_TASK BRIEF_.
Look through the material below. Return exactly the lines from the one with "WHERE id IN" through the one with "let mut tasks = stmt", both included.

_SOURCE DATA_.
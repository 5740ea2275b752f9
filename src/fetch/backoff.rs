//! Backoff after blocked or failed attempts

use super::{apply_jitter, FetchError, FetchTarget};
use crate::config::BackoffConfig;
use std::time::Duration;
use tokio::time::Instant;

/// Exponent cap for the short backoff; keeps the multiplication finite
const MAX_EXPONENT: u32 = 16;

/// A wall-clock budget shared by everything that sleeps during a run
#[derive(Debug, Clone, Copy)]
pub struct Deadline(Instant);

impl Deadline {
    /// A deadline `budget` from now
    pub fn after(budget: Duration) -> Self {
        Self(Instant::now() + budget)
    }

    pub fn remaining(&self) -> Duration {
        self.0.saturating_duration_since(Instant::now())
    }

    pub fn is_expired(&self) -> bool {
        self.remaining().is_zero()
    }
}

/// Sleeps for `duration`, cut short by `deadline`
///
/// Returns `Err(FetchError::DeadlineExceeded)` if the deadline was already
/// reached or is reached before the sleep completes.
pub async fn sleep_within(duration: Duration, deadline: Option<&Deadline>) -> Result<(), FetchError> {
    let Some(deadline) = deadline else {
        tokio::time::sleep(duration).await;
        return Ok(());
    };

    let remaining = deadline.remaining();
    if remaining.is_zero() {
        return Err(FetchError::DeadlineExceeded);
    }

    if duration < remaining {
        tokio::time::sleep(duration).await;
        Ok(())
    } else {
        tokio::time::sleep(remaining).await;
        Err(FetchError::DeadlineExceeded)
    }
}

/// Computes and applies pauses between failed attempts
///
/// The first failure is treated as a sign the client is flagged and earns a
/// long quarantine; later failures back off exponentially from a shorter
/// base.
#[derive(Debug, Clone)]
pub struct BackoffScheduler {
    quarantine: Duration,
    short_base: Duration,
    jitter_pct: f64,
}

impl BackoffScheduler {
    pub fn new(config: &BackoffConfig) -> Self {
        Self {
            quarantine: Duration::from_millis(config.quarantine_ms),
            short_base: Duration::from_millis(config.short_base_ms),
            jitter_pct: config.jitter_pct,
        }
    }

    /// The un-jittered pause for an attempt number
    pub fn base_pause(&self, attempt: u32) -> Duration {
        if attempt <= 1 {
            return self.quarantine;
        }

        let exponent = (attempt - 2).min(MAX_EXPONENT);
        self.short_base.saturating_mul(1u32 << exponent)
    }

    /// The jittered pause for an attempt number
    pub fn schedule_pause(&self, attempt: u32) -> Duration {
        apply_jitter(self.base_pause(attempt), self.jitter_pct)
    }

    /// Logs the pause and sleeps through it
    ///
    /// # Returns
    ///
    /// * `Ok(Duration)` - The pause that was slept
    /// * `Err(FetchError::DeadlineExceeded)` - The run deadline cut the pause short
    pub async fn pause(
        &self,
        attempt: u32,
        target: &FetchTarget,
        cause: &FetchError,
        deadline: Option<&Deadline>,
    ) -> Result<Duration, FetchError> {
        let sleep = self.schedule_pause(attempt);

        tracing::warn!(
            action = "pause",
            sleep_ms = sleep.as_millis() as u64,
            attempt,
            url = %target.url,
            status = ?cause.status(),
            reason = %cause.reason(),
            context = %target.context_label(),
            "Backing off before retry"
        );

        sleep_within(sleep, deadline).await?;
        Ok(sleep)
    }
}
...
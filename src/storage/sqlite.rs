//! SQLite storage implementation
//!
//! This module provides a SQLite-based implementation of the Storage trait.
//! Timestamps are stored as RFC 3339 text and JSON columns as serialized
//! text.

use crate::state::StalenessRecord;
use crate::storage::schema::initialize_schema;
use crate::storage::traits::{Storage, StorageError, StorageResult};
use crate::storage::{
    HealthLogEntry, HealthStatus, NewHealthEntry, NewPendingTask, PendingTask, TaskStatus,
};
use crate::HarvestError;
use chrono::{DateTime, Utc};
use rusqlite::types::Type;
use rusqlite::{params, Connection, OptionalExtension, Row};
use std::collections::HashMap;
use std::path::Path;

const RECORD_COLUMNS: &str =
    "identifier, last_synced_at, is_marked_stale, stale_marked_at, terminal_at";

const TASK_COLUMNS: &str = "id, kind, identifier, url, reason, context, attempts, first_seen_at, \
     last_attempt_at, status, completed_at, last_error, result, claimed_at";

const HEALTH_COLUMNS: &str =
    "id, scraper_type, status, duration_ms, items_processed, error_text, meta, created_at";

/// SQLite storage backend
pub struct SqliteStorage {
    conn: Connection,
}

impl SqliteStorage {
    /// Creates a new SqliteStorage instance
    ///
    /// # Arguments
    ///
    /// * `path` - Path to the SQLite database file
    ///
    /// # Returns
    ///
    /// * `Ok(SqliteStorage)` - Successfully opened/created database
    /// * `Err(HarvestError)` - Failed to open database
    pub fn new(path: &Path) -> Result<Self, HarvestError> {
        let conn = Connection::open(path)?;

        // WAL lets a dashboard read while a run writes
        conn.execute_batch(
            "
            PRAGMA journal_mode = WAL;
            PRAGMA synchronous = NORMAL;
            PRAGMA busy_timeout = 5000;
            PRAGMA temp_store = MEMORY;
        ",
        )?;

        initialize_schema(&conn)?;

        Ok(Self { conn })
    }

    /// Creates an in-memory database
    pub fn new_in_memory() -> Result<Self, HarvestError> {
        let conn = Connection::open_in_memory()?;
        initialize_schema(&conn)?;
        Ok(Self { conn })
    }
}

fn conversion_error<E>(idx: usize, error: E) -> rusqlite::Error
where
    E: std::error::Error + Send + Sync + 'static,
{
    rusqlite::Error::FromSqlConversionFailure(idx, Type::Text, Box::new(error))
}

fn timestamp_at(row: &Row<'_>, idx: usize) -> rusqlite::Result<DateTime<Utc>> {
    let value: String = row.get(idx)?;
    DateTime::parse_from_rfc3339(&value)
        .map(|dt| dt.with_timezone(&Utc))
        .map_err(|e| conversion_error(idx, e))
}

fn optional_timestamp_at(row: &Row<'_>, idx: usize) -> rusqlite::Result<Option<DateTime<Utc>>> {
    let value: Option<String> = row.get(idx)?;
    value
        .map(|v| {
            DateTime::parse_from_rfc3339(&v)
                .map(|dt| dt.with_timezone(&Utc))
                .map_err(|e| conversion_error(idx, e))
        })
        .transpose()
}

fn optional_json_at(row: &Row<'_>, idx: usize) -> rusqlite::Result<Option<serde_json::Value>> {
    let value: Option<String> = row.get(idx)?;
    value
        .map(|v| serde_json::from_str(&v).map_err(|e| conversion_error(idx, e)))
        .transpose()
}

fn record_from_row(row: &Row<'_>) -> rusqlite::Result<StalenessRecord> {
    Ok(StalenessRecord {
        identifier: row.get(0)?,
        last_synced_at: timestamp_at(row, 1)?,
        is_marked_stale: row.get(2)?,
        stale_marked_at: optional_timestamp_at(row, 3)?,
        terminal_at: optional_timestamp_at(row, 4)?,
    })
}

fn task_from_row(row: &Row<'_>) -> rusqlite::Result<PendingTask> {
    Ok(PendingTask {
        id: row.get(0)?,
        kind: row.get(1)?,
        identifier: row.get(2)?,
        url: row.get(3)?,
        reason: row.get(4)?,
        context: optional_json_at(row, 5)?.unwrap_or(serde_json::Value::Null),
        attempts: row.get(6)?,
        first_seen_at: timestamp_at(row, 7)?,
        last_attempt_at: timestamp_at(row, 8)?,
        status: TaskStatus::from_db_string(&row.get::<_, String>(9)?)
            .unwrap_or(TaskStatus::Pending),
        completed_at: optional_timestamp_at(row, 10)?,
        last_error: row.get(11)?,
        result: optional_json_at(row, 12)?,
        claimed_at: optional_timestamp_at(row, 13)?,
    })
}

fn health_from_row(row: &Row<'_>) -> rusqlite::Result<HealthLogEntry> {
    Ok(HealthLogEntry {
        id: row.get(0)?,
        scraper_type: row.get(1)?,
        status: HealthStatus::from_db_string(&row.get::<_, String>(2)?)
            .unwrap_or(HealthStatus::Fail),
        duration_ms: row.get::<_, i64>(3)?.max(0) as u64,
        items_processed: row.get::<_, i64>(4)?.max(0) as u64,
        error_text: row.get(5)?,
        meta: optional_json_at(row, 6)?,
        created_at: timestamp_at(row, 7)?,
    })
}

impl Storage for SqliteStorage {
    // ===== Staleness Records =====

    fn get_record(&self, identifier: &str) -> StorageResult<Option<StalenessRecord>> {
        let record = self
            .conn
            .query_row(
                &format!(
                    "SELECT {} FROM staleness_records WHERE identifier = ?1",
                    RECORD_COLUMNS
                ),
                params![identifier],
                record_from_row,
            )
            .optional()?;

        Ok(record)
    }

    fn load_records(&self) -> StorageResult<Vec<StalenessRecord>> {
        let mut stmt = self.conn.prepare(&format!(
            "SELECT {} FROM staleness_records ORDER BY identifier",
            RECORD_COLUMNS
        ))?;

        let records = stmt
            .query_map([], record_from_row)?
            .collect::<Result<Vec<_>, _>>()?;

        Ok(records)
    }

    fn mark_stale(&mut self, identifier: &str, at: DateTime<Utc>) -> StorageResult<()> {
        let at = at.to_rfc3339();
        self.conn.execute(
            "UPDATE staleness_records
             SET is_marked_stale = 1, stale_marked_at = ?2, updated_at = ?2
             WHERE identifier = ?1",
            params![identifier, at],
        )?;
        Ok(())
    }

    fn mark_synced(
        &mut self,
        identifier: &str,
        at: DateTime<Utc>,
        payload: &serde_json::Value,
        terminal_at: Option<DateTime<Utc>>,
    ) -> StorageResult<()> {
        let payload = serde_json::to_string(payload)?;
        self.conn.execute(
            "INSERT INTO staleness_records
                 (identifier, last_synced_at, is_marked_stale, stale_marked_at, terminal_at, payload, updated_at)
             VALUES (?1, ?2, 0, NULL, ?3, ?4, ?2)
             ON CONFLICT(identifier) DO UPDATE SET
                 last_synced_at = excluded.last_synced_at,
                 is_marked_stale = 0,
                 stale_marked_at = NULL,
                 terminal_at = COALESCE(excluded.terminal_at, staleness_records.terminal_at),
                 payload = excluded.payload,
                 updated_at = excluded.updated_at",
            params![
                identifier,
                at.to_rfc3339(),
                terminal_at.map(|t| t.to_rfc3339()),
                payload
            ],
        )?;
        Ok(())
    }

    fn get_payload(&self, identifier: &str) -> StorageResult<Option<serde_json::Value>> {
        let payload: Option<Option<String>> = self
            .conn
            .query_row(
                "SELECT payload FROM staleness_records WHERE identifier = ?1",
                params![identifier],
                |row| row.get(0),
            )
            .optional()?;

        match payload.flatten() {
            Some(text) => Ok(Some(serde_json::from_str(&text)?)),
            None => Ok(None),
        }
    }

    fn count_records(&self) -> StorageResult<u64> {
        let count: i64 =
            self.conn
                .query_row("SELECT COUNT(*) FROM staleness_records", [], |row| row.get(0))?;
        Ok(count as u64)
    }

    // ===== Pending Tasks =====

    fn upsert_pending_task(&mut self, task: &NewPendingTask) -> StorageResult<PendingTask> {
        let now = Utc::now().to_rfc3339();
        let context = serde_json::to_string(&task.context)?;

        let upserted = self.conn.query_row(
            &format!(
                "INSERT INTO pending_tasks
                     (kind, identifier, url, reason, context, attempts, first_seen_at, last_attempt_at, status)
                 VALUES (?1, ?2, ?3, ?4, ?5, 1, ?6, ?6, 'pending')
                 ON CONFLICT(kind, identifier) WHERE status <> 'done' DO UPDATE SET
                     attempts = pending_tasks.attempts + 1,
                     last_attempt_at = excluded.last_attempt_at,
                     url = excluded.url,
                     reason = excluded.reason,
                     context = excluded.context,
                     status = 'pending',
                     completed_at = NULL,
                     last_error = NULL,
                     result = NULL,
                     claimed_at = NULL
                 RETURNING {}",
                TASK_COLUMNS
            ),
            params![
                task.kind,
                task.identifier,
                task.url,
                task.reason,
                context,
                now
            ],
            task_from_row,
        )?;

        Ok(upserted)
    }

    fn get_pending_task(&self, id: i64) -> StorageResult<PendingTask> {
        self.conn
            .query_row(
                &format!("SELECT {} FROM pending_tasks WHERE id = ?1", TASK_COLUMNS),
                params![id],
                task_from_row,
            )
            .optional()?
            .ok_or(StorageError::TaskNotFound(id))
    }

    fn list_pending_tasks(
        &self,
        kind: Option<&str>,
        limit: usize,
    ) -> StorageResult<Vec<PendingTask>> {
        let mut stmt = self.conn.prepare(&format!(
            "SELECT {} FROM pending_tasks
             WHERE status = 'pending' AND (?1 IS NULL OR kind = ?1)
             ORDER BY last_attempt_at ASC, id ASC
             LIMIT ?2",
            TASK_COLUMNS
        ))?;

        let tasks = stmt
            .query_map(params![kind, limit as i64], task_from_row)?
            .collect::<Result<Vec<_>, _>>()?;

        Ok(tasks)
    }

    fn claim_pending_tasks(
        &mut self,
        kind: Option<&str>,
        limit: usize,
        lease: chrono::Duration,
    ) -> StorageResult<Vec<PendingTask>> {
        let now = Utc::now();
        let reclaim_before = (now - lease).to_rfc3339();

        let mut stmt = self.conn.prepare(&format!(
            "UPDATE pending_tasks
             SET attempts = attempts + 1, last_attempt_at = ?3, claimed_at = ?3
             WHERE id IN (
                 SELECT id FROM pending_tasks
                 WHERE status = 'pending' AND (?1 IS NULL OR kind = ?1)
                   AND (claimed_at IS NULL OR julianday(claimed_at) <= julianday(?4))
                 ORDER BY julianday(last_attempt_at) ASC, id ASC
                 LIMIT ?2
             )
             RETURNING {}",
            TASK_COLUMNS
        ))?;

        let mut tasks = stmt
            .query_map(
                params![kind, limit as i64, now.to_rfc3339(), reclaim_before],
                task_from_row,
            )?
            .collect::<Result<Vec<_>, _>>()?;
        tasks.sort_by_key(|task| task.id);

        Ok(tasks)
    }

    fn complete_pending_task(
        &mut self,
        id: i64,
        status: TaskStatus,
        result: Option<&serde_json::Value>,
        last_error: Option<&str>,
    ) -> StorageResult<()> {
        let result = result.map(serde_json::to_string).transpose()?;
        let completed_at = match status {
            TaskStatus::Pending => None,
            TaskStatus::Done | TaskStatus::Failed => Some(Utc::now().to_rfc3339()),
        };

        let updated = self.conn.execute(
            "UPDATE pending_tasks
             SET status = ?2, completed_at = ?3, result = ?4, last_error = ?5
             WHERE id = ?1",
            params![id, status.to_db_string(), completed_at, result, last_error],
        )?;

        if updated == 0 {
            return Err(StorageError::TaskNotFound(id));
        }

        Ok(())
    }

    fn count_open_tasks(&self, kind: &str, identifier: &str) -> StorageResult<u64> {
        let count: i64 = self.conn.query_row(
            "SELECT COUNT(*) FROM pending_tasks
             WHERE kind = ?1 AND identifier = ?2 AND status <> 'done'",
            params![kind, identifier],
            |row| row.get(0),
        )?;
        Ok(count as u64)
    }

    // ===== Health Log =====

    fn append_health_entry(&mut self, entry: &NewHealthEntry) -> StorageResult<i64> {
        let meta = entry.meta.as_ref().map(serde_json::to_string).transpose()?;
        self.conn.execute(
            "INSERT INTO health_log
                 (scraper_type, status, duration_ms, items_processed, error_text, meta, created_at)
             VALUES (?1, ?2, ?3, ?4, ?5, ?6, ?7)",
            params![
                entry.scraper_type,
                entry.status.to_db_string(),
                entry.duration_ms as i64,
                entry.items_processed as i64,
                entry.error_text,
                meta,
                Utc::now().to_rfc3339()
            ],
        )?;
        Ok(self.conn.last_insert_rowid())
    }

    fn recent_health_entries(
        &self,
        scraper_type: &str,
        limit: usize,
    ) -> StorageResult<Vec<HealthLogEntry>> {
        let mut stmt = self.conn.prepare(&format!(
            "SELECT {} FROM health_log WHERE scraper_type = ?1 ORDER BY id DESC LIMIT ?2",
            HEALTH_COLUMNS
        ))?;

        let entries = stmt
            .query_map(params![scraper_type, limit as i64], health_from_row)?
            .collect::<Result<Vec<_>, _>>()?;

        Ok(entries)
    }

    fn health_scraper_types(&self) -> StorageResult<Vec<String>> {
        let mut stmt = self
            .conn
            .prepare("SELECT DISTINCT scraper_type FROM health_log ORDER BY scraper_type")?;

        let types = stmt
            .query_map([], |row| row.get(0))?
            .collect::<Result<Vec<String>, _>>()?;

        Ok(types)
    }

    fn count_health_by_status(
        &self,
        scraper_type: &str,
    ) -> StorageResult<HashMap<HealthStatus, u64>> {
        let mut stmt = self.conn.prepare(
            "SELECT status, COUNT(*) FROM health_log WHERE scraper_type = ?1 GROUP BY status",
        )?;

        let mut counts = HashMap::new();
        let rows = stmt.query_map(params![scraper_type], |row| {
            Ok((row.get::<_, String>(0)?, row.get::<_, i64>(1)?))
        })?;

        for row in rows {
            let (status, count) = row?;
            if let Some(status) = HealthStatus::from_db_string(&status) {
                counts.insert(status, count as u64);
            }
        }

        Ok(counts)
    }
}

_RESPONSE TO THIS TASK_.
             WHERE id IN (
                 SELECT id FROM pending_tasks
                 WHERE status = 'pending' AND (?1 IS NULL OR kind = ?1)
                   AND (claimed_at IS NULL OR julianday(claimed_at) <= julianday(?4))
                 ORDER BY julianday(last_attempt_at) ASC, id ASC
                 LIMIT ?2
             )
             RETURNING {}",
            TASK_COLUMNS
        ))?;

        let mut tasks = stmt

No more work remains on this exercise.